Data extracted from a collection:
*** Begin section ***
use std::{
    fs,
    os::unix::fs::{FileTypeExt, MetadataExt},
    path::{Path, PathBuf},
};

use nix::sys::stat::stat;

/// The device id (`st_dev`) of whatever filesystem is mounted at `path`.
pub fn device_id_of_mountpoint(path: &Path) -> std::io::Result<u64> {
    let st = stat(path).map_err(std::io::Error::from)?;
    Ok(st.st_dev)
}

/// The device id (`st_rdev`) a block-special file in `/dev` represents.
fn rdev_of_block_device(path: &Path) -> std::io::Result<Option<u64>> {
    let meta = fs::metadata(path)?;
    if !meta.file_type().is_block_device() {
        return Ok(None);
    }
    Ok(Some(meta.rdev()))
}

/// Scans `/dev` for the block-special file whose `Rdev` equals `target`,
/// used when the mounted root can't be matched by path alone (step 3 of the
/// partition-resolution algorithm).
pub fn find_block_device_by_rdev(target: u64) -> std::io::Result<Option<PathBuf>> {
    find_block_device_by_rdev_in(Path::new("/dev"), target)
}

fn find_block_device_by_rdev_in(dir: &Path, target: u64) -> std::io::Result<Option<PathBuf>> {
    let mut matches: Vec<PathBuf> = Vec::new();
    for entry in fs::read_dir(dir)? {
        let entry = entry?;
        let path = entry.path();
        if let Ok(Some(rdev)) = rdev_of_block_device(&path) {
            if rdev == target {
                matches.push(path);
            }
        }
    }
    matches.sort();
    Ok(matches.into_iter().next())
}

/// Size in bytes of a block device, read from sysfs (`/sys/class/block/<name>/size`,
/// in 512-byte sectors) rather than opening the device and seeking, which
/// would require elevated access just to answer a size query.
pub fn device_size_bytes(dev_path: &Path) -> std::io::Result<u64> {
    let name = dev_path
        .file_name()
        .ok_or_else(|| std::io::Error::new(std::io::ErrorKind::InvalidInput, "no file name"))?
        .to_string_lossy();
    let sysfs_size = PathBuf::from("/sys/class/block").join(name.as_ref()).join("size");
    let sectors: u64 = fs::read_to_string(sysfs_size)?.trim().parse().map_err(|_| {
        std::io::Error::new(std::io::ErrorKind::InvalidData, "malformed sysfs size file")
    })?;
    Ok(sectors * 512)
}

/// Extracts the trailing decimal partition number from a device path, e.g.
/// `/dev/mmcblk0p3` -> `3`, `/dev/sda2` -> `2`.
pub fn partition_number(dev_path: &Path) -> Option<u32> {
    let name = dev_path.file_name()?.to_str()?;
    let digits_start = name.rfind(|c: char| !c.is_ascii_digit())?;
    name[digits_start + 1..].parse().ok()
}

#[cfg(test)]
mod tests {
    use super::*;

    #[test]
    fn extracts_partition_number() {
        assert_eq!(partition_number(Path::new("/dev/mmcblk0p3")), Some(3));
        assert_eq!(partition_number(Path::new("/dev/sda2")), Some(2));
        assert_eq!(partition_number(Path::new("/dev/sda")), None);
    }
}
//! Authorization Manager (§4.5): composes signed auth requests, persists the
//! returned bearer token, and answers "am I authorized?".

use std::collections::BTreeMap;

use agent_api::{
    error::Result,
    status::AttributeMap,
};
use serde::Serialize;

use crate::{datastore::DataStore, keystore::KeyStore};

#[derive(Serialize)]
struct AuthRequestBody {
    id_data: AttributeMap,
    tenant_token: String,
    pubkey: String,
}

pub struct AuthRequest {
    pub body: Vec<u8>,
    pub signature: Vec<u8>,
    pub tenant_token: String,
}

pub struct AuthorizationManager<'a> {
    tenant_token: String,
    key_store: &'a KeyStore,
    data_store: &'a DataStore,
}

impl<'a> AuthorizationManager<'a> {
    pub fn new(tenant_token: impl Into<String>, key_store: &'a KeyStore, data_store: &'a DataStore) -> Self {
        AuthorizationManager {
            tenant_token: tenant_token.into(),
            key_store,
            data_store,
        }
    }

    pub fn is_authorized(&self) -> Result<bool> {
        Ok(!self.data_store.read_token()?.is_empty())
    }

    /// Builds and signs the authorization request body.
    pub fn make_auth_request(&self, identity: AttributeMap) -> Result<AuthRequest> {
        let pubkey_pem = self.key_store.public_key_pem()?;
        let body = AuthRequestBody {
            id_data: identity,
            tenant_token: self.tenant_token.clone(),
            pubkey: String::from_utf8_lossy(&pubkey_pem).into_owned(),
        };
        let body_bytes = serde_json::to_vec(&body)?;
        let signature = self.key_store.sign(&body_bytes)?;
        Ok(AuthRequest {
            body: body_bytes,
            signature,
            tenant_token: self.tenant_token.clone(),
        })
    }

    /// Persists `bytes` as the bearer token if non-empty; an empty response
    /// is treated as "not authorized yet" rather than clearing the token.
    pub fn receive_auth_response(&self, bytes: &[u8]) -> Result<()> {
        if bytes.is_empty() {
            return Ok(());
        }
        self.data_store.write_token(bytes)
    }

    pub fn remove_auth_token(&self) -> Result<()> {
        self.data_store.remove_token()
    }

    pub fn auth_token(&self) -> Result<Vec<u8>> {
        self.data_store.read_token()
    }

    pub fn has_key(&self) -> Result<bool> {
        Ok(self.data_store.read_key_pem()?.is_some())
    }
}

pub fn empty_identity() -> AttributeMap {
    BTreeMap::new()
}

#[cfg(test)]
mod tests {
    use super::*;

    #[test]
    fn is_authorized_false_until_token_received() {
        let dir = tempfile::tempdir().unwrap();
        let data_store = DataStore::open(dir.path()).unwrap();
        let (key_store, _) = KeyStore::load_or_generate(None).unwrap();
        let manager = AuthorizationManager::new("tenant-1", &key_store, &data_store);

        assert!(!manager.is_authorized().unwrap());
        manager.receive_auth_response(b"token-bytes").unwrap();
        assert!(manager.is_authorized().unwrap());
        assert_eq!(manager.auth_token().unwrap(), b"token-bytes");
    }

    #[test]
    fn empty_response_does_not_clear_existing_token() {
        let dir = tempfile::tempdir().unwrap();
        let data_store = DataStore::open(dir.path()).unwrap();
        let (key_store, _) = KeyStore::load_or_generate(None).unwrap();
        let manager = AuthorizationManager::new("tenant-1", &key_store, &data_store);

        manager.receive_auth_response(b"token-bytes").unwrap();
        manager.receive_auth_response(b"").unwrap();
        assert_eq!(manager.auth_token().unwrap(), b"token-bytes");
    }

    #[test]
    fn remove_auth_token_is_idempotent() {
        let dir = tempfile::tempdir().unwrap();
        let data_store = DataStore::open(dir.path()).unwrap();
        let (key_store, _) = KeyStore::load_or_generate(None).unwrap();
        let manager = AuthorizationManager::new("tenant-1", &key_store, &data_store);

        manager.remove_auth_token().unwrap();
        manager.receive_auth_response(b"token-bytes").unwrap();
        manager.remove_auth_token().unwrap();
        manager.remove_auth_token().unwrap();
        assert!(!manager.is_authorized().unwrap());
    }

    #[test]
    fn make_auth_request_signs_the_body() {
        let dir = tempfile::tempdir().unwrap();
        let data_store = DataStore::open(dir.path()).unwrap();
        let (key_store, _) = KeyStore::load_or_generate(None).unwrap();
        let manager = AuthorizationManager::new("tenant-1", &key_store, &data_store);

        let request = manager.make_auth_request(empty_identity()).unwrap();
        assert!(!request.body.is_empty());
        assert!(!request.signature.is_empty());
        assert_eq!(request.tenant_token, "tenant-1");
    }
}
*** End section ***
Above are some records; copy each line there that contains "Option".

◆ TASK ANSWER:
fn rdev_of_block_device(path: &Path) -> std::io::Result<Option<u64>> {
pub fn find_block_device_by_rdev(target: u64) -> std::io::Result<Option<PathBuf>> {
fn find_block_device_by_rdev_in(dir: &Path, target: u64) -> std::io::Result<Option<PathBuf>> {
pub fn partition_number(dev_path: &Path) -> Option<u32> {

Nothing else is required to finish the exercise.